• Data shown:
##########

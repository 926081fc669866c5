//! Property tests for frame decoding.
//!
//! Frames arrive from an untrusted network; decoding must reject garbage with
//! an error rather than panic, and roster order must survive the wire.

use parley_proto::{Inbound, Outbound, RosterUpdate};
use proptest::prelude::*;

proptest! {
    #[test]
    fn prop_decode_never_panics(text in ".{0,256}") {
        let _ = Inbound::decode(&text);
        let _ = Outbound::decode(&text);
    }

    #[test]
    fn prop_roster_order_survives_wire(members in prop::collection::vec("[a-z]{1,12}", 0..20)) {
        let frame = Inbound::Roster(RosterUpdate { members: members.clone() }).encode().unwrap();

        match Inbound::decode(&frame).unwrap() {
            Inbound::Roster(update) => prop_assert_eq!(update.members, members),
            other => prop_assert!(false, "unexpected event {:?}", other),
        }
    }
}
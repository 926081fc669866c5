//! Input line
//!
//! Displays the input buffer with cursor.

use ratatui::{
    Frame,
    layout::Rect,
    style::{Color, Style},
    widgets::{Block, Borders, Paragraph},
};

use crate::InputState;

const PROMPT_WIDTH: u16 = 3; // "> "
const INPUT_LINE_OFFSET_Y: u16 = 1; // inside top border
const RIGHT_PADDING: u16 = 1; // inside right border

/// Render the input line.
#[allow(clippy::cast_possible_truncation)]
pub fn render(frame: &mut Frame, input: &InputState, area: Rect) {
    let block = Block::default().borders(Borders::ALL);

    let input_text = format!("> {}", input.buffer());
    let paragraph =
        Paragraph::new(input_text).style(Style::default().fg(Color::White)).block(block);

    frame.render_widget(paragraph, area);

    let available_width = area.width.saturating_sub(PROMPT_WIDTH + RIGHT_PADDING);
    let cursor_offset = (input.cursor().min(u16::MAX as usize) as u16).min(available_width);

    let cursor_x = area.x.saturating_add(PROMPT_WIDTH).saturating_add(cursor_offset);
    let cursor_y = area.y.saturating_add(INPUT_LINE_OFFSET_Y);
    let max_x = area.x.saturating_add(area.width).saturating_sub(RIGHT_PADDING);
    let cursor_x = cursor_x.min(max_x);

    frame.set_cursor_position((cursor_x, cursor_y));
}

##########

• Aim of the task: Stopping at the line containing "the input line.", please repeat exactly every line from the very start of the entries, that line included, and nothing more.

• Result of the exercise:
repository 926081fc669866c5
//! Property tests for frame decoding.
//!
//! Frames arrive from an untrusted network; decoding must reject garbage with
//! an error rather than panic, and roster order must survive the wire.

use parley_proto::{Inbound, Outbound, RosterUpdate};
use proptest::prelude::*;

proptest! {
    #[test]
    fn prop_decode_never_panics(text in ".{0,256}") {
        let _ = Inbound::decode(&text);
        let _ = Outbound::decode(&text);
    }

    #[test]
    fn prop_roster_order_survives_wire(members in prop::collection::vec("[a-z]{1,12}", 0..20)) {
        let frame = Inbound::Roster(RosterUpdate { members: members.clone() }).encode().unwrap();

        match Inbound::decode(&frame).unwrap() {
            Inbound::Roster(update) => prop_assert_eq!(update.members, members),
            other => prop_assert!(false, "unexpected event {:?}", other),
        }
    }
}
repository 926081fc669866c5
//! Input line
//!
//! Displays the input buffer with cursor.

use ratatui::{
    Frame,
    layout::Rect,
    style::{Color, Style},
    widgets::{Block, Borders, Paragraph},
};

use crate::InputState;

const PROMPT_WIDTH: u16 = 3; // "> "
const INPUT_LINE_OFFSET_Y: u16 = 1; // inside top border
const RIGHT_PADDING: u16 = 1; // inside right border

/// Render the input line.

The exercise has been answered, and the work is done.